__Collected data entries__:
/---

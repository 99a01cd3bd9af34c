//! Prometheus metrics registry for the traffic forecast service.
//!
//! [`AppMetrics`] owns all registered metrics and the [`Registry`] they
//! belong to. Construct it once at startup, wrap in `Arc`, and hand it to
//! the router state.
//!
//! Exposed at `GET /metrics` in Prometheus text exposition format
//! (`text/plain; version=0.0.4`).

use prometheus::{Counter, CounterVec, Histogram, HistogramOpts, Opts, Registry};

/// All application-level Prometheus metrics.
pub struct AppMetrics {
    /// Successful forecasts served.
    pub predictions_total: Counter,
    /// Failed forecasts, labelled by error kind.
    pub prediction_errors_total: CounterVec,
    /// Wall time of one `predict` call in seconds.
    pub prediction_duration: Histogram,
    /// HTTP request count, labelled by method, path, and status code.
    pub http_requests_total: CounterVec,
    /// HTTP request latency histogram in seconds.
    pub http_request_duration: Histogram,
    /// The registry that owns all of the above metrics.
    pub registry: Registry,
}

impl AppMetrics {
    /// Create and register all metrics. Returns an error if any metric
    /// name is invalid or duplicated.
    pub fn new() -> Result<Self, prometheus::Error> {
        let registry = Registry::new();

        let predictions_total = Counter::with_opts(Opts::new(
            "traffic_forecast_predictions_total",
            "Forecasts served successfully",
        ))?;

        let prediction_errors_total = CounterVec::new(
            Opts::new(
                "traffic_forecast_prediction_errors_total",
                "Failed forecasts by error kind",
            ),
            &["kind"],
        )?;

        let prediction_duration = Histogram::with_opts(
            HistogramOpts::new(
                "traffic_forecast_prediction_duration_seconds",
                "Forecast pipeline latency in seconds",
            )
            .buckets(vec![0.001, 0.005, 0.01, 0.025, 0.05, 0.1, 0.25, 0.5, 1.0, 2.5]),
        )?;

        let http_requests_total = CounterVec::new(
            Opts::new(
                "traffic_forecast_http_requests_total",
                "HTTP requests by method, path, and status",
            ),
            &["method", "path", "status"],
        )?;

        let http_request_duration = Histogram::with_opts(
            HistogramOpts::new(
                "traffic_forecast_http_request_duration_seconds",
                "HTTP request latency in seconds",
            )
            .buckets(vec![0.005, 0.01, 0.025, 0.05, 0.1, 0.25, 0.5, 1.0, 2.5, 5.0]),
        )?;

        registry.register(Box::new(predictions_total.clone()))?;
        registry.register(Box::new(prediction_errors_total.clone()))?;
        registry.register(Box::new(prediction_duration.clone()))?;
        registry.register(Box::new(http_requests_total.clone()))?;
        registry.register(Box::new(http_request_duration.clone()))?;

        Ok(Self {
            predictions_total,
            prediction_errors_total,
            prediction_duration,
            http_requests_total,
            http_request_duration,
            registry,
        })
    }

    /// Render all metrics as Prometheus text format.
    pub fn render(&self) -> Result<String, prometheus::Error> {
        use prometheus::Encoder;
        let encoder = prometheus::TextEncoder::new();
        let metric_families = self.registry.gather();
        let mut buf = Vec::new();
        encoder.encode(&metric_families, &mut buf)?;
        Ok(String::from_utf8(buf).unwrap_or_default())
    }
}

\---
/---

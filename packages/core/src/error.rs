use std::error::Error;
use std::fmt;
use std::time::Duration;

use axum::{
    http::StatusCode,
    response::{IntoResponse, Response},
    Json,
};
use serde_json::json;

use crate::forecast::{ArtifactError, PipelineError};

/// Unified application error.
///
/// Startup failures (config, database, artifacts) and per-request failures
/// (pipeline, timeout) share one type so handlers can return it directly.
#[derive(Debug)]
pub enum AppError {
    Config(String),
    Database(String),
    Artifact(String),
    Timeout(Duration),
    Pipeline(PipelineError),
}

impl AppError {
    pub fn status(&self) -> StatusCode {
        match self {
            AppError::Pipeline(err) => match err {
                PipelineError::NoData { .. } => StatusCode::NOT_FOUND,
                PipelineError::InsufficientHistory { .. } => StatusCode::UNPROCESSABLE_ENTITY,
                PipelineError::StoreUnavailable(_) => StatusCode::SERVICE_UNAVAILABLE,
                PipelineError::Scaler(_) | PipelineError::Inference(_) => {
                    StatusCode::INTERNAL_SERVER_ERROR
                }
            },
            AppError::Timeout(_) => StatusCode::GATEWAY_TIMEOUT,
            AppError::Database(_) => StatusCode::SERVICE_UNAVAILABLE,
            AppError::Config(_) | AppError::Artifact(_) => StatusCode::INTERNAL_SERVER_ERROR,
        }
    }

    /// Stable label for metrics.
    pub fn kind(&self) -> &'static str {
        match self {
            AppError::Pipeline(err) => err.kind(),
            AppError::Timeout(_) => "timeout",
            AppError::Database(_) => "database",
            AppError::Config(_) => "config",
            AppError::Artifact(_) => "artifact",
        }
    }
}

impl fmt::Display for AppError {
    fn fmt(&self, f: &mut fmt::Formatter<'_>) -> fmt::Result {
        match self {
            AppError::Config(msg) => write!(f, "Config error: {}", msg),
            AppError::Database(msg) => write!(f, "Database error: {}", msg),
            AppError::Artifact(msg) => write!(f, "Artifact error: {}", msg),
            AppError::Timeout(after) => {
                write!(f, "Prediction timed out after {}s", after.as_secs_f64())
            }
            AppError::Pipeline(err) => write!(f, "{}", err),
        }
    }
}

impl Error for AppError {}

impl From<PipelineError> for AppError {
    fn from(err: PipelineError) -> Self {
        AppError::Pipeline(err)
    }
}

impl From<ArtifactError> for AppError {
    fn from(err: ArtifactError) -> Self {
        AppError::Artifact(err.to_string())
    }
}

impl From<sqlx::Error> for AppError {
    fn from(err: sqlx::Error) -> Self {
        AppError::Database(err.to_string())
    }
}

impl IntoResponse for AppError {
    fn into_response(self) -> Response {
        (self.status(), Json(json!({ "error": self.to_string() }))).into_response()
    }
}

\---

__PROBLEM__: Starting at the line that has "repository 99a01cd3bd9af34c" and ending at the line that has "and status code.", please write out the lines above exactly, leaving out all others.

__PROBLEM SOLUTION__:
repository 99a01cd3bd9af34c
//! Prometheus metrics registry for the traffic forecast service.
//!
//! [`AppMetrics`] owns all registered metrics and the [`Registry`] they
//! belong to. Construct it once at startup, wrap in `Arc`, and hand it to
//! the router state.
//!
//! Exposed at `GET /metrics` in Prometheus text exposition format
//! (`text/plain; version=0.0.4`).

use prometheus::{Counter, CounterVec, Histogram, HistogramOpts, Opts, Registry};

/// All application-level Prometheus metrics.
pub struct AppMetrics {
    /// Successful forecasts served.
    pub predictions_total: Counter,
    /// Failed forecasts, labelled by error kind.
    pub prediction_errors_total: CounterVec,
    /// Wall time of one `predict` call in seconds.
    pub prediction_duration: Histogram,
    /// HTTP request count, labelled by method, path, and status code.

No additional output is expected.